** RECORDS SUPPLIED **
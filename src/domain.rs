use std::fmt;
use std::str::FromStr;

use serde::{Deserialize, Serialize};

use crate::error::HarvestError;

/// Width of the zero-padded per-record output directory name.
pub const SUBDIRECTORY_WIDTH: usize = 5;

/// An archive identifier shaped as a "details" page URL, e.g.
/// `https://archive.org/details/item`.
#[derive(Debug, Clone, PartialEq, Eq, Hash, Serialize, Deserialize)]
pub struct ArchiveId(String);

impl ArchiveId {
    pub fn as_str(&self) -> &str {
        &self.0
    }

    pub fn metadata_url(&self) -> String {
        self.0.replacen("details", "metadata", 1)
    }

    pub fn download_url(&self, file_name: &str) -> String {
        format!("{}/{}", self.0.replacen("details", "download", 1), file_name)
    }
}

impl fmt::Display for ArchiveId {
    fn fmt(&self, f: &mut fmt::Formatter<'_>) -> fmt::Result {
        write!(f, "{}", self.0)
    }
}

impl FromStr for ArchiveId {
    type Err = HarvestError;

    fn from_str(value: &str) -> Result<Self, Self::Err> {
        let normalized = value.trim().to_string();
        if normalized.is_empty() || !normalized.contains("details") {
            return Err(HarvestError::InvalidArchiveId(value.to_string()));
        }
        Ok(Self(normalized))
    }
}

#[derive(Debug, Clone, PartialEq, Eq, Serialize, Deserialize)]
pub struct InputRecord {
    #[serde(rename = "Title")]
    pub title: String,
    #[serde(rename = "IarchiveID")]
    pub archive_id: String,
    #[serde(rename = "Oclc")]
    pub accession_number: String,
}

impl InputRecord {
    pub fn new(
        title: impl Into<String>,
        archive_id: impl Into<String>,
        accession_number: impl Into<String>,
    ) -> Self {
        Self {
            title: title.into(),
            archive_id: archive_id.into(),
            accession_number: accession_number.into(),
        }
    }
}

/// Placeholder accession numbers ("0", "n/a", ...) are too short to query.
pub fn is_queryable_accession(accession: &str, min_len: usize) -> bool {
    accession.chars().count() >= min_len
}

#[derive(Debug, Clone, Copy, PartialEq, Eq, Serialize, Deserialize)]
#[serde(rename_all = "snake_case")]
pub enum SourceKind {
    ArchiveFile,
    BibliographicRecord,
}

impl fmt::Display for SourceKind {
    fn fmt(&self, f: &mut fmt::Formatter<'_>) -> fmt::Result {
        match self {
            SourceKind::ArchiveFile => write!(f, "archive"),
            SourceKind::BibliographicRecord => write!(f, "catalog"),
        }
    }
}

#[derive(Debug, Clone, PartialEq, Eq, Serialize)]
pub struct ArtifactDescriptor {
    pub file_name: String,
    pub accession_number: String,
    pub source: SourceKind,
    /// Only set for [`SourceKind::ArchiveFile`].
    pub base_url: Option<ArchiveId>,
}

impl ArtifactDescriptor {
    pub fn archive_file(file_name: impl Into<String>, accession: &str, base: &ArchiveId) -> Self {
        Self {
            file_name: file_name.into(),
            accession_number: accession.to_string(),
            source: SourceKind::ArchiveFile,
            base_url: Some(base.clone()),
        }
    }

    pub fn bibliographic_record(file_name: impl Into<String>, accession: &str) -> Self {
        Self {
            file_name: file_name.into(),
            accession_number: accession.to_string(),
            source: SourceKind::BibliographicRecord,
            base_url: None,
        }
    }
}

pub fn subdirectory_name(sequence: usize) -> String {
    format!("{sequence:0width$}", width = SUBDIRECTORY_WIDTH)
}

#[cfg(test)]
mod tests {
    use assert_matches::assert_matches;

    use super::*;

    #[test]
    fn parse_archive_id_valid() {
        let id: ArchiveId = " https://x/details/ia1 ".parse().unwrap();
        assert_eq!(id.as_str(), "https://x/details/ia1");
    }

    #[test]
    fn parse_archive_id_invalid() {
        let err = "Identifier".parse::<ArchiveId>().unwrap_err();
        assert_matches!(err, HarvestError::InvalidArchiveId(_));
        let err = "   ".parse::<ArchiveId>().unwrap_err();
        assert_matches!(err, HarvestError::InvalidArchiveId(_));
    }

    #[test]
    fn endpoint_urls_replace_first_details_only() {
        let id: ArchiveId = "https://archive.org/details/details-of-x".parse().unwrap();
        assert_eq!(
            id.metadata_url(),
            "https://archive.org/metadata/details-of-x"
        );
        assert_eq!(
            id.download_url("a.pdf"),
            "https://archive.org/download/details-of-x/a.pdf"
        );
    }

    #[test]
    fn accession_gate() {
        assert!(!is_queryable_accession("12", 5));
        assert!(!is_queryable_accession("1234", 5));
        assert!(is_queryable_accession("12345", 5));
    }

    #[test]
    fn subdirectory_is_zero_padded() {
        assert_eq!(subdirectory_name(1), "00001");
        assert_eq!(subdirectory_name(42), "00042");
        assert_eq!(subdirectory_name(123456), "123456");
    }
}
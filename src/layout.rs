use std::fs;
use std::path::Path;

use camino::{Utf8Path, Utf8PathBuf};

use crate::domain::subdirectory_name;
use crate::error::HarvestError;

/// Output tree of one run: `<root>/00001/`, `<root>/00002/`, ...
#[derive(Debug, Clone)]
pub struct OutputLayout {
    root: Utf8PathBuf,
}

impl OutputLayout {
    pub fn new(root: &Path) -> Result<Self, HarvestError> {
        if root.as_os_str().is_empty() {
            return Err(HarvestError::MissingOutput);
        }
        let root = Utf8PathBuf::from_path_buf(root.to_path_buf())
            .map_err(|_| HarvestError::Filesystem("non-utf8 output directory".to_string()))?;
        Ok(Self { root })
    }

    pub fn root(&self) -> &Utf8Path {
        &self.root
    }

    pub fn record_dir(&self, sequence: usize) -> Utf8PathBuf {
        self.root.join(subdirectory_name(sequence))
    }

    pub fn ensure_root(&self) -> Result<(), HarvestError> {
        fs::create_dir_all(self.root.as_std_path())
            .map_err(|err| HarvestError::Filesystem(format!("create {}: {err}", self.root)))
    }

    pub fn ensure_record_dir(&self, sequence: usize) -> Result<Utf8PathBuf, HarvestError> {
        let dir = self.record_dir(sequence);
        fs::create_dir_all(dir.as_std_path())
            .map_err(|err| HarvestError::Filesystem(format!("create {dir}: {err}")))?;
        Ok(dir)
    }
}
--
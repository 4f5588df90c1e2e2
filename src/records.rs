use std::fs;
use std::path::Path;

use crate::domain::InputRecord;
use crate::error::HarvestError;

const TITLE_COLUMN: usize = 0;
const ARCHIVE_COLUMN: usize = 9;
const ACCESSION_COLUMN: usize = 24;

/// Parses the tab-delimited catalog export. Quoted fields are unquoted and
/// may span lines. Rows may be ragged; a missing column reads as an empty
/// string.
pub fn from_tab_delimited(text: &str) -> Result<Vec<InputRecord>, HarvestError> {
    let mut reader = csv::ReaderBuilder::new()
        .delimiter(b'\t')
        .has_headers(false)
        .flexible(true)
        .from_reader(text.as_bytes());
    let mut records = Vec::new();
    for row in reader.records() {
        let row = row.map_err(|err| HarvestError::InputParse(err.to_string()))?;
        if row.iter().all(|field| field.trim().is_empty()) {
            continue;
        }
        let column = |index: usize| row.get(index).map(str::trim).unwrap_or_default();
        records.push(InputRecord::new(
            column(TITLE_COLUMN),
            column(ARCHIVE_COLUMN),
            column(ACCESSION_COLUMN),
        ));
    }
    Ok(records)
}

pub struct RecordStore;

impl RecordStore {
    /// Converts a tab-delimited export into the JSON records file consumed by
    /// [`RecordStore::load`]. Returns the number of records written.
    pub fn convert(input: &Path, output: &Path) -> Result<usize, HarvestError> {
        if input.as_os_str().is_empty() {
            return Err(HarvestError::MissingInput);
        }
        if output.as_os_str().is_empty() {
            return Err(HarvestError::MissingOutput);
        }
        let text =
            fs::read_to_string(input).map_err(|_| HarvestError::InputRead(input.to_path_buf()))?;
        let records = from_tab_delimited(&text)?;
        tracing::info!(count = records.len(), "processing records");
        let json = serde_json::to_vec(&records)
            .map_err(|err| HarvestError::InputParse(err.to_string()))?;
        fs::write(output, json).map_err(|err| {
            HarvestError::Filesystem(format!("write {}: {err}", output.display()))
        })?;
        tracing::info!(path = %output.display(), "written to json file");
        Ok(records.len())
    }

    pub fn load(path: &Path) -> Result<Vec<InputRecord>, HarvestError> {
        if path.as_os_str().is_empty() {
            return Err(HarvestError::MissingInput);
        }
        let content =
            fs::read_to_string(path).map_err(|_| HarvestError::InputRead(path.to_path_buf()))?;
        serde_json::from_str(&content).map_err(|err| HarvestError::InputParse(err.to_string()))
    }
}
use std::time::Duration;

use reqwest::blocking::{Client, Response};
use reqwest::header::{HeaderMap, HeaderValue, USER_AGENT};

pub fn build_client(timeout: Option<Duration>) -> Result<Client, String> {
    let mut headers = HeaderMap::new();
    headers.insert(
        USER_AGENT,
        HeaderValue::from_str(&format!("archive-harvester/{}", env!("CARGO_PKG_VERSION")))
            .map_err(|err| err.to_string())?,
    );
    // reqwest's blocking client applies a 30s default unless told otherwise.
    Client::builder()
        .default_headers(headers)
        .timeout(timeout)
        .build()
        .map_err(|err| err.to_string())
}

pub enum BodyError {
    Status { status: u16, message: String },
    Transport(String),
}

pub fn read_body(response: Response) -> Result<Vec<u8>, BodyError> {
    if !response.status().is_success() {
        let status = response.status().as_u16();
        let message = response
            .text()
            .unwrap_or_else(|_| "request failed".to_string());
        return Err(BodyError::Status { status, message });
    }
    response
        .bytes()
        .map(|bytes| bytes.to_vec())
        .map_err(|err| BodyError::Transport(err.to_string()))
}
* * *
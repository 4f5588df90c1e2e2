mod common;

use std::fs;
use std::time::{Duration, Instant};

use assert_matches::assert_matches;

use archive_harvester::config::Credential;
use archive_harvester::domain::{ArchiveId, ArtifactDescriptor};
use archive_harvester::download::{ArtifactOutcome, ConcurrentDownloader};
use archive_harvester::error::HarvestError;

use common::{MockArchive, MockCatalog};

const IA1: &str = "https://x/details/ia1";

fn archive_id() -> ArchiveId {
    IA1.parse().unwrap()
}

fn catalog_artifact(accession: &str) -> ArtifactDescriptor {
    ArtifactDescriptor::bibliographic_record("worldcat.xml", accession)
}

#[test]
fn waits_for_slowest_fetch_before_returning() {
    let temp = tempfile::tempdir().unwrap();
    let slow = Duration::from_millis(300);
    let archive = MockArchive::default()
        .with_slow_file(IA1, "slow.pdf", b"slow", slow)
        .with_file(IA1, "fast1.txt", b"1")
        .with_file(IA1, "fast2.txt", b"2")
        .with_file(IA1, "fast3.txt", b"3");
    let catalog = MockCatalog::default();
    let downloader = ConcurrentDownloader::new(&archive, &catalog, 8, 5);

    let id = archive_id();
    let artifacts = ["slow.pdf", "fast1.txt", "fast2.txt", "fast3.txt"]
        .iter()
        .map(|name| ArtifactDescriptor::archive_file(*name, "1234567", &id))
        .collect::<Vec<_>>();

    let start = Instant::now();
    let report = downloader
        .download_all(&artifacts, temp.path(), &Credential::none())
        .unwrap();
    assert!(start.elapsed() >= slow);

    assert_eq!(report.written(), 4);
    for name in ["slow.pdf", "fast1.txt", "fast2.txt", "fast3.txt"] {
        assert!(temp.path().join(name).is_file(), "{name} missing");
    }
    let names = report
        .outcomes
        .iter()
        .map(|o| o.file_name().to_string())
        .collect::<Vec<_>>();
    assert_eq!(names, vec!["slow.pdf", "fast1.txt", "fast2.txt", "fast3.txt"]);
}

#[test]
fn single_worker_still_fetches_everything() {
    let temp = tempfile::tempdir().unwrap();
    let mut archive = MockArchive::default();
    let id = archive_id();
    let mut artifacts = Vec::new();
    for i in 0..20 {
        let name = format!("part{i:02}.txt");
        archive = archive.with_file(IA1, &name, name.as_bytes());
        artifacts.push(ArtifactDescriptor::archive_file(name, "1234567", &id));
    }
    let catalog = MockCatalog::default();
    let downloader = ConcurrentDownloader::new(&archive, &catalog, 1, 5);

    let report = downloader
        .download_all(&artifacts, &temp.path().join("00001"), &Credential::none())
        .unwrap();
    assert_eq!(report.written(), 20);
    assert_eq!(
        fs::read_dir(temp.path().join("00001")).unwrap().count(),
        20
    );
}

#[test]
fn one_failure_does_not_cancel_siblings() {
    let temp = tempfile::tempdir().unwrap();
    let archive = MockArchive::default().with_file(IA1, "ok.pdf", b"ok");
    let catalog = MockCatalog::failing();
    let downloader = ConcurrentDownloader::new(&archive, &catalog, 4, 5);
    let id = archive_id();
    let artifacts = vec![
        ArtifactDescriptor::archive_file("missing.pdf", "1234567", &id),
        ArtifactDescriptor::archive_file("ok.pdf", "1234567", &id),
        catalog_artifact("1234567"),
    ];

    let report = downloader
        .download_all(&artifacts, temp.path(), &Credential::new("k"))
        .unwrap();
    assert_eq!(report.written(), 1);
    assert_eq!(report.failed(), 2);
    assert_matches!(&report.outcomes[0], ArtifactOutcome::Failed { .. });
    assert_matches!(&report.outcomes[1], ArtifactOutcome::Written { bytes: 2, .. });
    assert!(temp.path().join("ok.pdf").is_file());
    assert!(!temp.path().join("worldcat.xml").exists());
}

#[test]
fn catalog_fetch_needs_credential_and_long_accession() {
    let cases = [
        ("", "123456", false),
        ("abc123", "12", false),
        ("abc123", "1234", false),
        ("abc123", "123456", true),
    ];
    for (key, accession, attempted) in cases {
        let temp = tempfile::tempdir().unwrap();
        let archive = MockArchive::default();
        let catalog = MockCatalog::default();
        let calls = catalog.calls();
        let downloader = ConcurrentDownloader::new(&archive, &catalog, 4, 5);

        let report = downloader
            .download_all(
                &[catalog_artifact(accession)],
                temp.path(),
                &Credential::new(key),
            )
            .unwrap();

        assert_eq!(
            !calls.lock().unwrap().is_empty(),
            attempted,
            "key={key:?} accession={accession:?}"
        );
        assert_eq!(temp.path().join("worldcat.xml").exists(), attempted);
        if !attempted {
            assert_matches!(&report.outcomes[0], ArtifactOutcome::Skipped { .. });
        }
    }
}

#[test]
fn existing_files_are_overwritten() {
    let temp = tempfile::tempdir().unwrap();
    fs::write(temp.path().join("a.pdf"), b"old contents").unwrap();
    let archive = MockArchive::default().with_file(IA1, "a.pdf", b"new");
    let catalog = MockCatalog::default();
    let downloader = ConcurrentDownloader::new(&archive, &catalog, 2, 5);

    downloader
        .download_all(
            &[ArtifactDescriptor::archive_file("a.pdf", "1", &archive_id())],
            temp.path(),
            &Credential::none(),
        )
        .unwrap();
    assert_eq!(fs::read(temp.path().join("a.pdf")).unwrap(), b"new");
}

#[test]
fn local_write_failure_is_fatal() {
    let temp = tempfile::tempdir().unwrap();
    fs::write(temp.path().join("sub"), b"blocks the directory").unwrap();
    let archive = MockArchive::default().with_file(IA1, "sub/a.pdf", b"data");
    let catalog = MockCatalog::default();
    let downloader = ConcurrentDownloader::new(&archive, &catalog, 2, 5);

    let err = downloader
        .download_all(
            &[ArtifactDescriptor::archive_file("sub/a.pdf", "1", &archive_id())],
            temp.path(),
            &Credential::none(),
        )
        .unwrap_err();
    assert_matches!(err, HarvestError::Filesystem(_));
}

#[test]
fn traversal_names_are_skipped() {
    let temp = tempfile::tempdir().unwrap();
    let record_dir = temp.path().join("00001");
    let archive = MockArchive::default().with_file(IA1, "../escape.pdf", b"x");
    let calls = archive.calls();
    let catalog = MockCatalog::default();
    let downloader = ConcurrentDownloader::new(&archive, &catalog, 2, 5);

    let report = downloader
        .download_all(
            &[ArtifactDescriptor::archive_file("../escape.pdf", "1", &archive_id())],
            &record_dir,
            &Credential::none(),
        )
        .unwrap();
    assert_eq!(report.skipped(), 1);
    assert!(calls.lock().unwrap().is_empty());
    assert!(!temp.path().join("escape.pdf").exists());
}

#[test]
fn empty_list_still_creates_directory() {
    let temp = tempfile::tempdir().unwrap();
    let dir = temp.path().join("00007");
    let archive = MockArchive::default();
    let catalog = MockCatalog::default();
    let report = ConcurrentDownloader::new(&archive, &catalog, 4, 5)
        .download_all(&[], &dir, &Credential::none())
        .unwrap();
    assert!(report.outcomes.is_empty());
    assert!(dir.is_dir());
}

** ABOUT THIS TASK **
For every line of the entries above that holds "Result", add one to a tally, and report only the final count.

** COMPLETED TASK **
11